[Dataset entries]
□ □ □

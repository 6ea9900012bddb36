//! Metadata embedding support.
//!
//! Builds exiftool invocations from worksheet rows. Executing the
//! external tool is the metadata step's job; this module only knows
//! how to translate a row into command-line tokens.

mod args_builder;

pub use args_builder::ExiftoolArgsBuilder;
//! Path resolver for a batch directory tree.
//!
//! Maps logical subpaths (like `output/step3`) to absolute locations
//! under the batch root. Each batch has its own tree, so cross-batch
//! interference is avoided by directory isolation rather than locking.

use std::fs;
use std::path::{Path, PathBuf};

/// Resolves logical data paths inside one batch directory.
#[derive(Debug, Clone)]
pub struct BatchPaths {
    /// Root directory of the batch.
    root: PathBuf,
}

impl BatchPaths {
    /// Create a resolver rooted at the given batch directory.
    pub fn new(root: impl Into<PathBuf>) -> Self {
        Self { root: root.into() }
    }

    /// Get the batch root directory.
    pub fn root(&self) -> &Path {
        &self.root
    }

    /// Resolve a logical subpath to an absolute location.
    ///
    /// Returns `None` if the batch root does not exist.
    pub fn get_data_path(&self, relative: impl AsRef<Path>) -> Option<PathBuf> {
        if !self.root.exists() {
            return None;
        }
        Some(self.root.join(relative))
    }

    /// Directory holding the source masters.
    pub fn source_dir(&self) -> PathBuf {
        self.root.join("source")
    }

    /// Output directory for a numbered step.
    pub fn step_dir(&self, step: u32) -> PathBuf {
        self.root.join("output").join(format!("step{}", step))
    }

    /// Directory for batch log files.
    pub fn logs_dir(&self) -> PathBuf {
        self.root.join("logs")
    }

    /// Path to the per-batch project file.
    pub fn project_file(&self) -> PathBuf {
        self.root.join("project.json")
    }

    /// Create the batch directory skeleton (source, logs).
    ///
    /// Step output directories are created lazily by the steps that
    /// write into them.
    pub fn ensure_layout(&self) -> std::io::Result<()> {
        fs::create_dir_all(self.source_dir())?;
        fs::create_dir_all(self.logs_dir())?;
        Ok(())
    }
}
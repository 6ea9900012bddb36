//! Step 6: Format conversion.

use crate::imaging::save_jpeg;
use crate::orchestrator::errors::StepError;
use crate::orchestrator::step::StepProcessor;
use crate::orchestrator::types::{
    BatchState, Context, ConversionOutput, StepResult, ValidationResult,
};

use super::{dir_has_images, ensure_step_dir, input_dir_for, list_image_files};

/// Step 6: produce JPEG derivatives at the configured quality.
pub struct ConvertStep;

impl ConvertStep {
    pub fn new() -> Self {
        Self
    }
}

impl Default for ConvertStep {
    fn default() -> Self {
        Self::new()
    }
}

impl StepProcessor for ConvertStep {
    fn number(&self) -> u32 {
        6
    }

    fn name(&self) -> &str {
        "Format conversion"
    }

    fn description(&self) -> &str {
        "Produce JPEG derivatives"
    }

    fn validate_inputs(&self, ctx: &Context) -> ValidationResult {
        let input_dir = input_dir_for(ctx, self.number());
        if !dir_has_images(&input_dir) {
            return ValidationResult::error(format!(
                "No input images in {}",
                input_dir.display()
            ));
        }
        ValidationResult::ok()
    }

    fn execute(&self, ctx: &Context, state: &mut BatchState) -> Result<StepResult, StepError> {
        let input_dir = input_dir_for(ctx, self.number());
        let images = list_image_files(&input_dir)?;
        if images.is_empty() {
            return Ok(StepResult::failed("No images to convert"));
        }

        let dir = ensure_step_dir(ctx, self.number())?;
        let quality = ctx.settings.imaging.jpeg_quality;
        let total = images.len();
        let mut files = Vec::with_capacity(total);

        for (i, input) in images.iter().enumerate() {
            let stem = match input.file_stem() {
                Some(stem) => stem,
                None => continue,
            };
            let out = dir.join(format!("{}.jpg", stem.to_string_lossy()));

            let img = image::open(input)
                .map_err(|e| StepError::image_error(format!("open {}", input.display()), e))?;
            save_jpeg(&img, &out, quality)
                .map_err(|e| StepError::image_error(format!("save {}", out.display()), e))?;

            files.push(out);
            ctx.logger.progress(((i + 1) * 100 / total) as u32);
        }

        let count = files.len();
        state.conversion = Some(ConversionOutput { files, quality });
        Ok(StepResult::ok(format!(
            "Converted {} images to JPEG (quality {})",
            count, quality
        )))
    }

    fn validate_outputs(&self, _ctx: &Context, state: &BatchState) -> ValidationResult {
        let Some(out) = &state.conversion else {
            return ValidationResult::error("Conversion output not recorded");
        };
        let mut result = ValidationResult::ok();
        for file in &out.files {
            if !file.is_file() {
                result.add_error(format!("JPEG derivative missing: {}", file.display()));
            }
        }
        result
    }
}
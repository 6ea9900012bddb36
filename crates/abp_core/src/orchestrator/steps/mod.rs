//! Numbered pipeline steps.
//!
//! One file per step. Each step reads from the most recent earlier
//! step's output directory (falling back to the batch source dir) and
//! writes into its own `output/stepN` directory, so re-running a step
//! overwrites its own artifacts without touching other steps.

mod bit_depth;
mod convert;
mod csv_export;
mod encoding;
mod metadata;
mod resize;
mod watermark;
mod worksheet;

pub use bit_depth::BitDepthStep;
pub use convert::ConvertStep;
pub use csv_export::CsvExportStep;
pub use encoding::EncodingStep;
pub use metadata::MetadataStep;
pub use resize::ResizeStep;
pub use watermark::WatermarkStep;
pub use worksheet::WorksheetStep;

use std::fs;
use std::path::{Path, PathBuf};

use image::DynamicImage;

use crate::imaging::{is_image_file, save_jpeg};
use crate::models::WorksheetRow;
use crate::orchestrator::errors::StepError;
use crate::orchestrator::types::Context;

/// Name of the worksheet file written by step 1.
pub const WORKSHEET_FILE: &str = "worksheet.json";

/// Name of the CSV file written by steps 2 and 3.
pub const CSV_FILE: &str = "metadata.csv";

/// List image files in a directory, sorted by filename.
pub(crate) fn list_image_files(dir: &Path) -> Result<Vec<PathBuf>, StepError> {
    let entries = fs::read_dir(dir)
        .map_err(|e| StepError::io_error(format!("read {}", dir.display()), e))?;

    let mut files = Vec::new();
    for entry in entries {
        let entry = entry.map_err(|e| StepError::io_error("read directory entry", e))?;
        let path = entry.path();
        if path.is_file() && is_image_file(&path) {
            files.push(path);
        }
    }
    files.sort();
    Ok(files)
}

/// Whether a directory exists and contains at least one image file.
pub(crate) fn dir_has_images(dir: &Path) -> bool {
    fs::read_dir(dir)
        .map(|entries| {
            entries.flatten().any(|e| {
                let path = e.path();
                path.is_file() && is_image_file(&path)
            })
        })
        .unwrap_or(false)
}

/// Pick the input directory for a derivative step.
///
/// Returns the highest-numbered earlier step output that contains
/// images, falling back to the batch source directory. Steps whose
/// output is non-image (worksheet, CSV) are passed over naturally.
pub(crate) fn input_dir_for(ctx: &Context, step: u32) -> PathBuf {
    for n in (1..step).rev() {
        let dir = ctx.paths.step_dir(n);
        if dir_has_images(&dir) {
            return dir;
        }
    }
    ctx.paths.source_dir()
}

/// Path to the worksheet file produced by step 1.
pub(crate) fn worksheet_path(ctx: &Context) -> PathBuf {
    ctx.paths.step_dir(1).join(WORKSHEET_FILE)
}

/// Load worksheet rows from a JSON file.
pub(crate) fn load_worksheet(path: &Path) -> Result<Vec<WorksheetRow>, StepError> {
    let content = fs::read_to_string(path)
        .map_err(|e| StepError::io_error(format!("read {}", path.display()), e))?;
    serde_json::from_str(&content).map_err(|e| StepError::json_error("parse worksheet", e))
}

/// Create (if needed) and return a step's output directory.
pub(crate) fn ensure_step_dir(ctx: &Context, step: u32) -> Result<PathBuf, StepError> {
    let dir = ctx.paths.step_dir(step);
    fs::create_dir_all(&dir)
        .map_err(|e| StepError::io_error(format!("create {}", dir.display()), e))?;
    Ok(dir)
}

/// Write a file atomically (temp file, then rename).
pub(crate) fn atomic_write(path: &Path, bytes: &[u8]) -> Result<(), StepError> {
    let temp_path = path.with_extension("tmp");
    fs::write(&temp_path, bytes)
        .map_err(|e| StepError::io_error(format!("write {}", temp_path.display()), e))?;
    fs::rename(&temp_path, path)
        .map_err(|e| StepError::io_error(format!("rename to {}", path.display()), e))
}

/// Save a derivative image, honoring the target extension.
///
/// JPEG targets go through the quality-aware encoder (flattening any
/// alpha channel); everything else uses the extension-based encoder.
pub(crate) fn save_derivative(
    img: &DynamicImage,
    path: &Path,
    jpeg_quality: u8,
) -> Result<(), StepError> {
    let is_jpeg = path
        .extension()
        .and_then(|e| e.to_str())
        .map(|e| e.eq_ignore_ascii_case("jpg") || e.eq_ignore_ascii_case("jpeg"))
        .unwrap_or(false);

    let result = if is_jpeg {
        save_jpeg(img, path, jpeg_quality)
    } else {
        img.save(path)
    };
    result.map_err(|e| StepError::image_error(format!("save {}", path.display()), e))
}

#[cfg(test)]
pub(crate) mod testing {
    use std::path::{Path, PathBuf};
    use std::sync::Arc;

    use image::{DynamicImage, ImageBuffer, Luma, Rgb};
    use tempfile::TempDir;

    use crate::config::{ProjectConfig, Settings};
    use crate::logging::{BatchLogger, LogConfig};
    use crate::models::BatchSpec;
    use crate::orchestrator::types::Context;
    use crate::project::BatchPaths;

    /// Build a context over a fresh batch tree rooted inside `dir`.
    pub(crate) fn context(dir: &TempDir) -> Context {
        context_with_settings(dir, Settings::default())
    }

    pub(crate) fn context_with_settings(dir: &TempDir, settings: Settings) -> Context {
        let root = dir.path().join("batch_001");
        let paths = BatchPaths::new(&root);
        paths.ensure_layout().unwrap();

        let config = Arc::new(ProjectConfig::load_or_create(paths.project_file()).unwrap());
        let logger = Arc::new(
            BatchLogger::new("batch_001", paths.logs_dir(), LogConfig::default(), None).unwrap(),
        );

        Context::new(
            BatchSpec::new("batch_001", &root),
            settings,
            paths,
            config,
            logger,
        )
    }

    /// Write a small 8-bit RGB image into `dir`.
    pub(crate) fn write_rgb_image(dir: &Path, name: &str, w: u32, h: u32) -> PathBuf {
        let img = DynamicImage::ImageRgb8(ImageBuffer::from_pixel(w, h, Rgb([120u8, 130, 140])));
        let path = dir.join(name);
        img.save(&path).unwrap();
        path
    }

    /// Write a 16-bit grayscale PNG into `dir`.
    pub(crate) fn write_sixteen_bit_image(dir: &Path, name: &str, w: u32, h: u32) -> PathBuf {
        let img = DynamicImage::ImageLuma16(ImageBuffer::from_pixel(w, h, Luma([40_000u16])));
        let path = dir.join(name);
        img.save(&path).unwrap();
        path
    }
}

□ □ □

What you are asked to do
Your task is to reproduce the entries exactly, starting at the first line and ending with the line containing "pub use args_builder::ExiftoolArgsBuilder;".

Answer space
repository 6ea9900012bddb36
//! Metadata embedding support.
//!
//! Builds exiftool invocations from worksheet rows. Executing the
//! external tool is the metadata step's job; this module only knows
//! how to translate a row into command-line tokens.

mod args_builder;

pub use args_builder::ExiftoolArgsBuilder;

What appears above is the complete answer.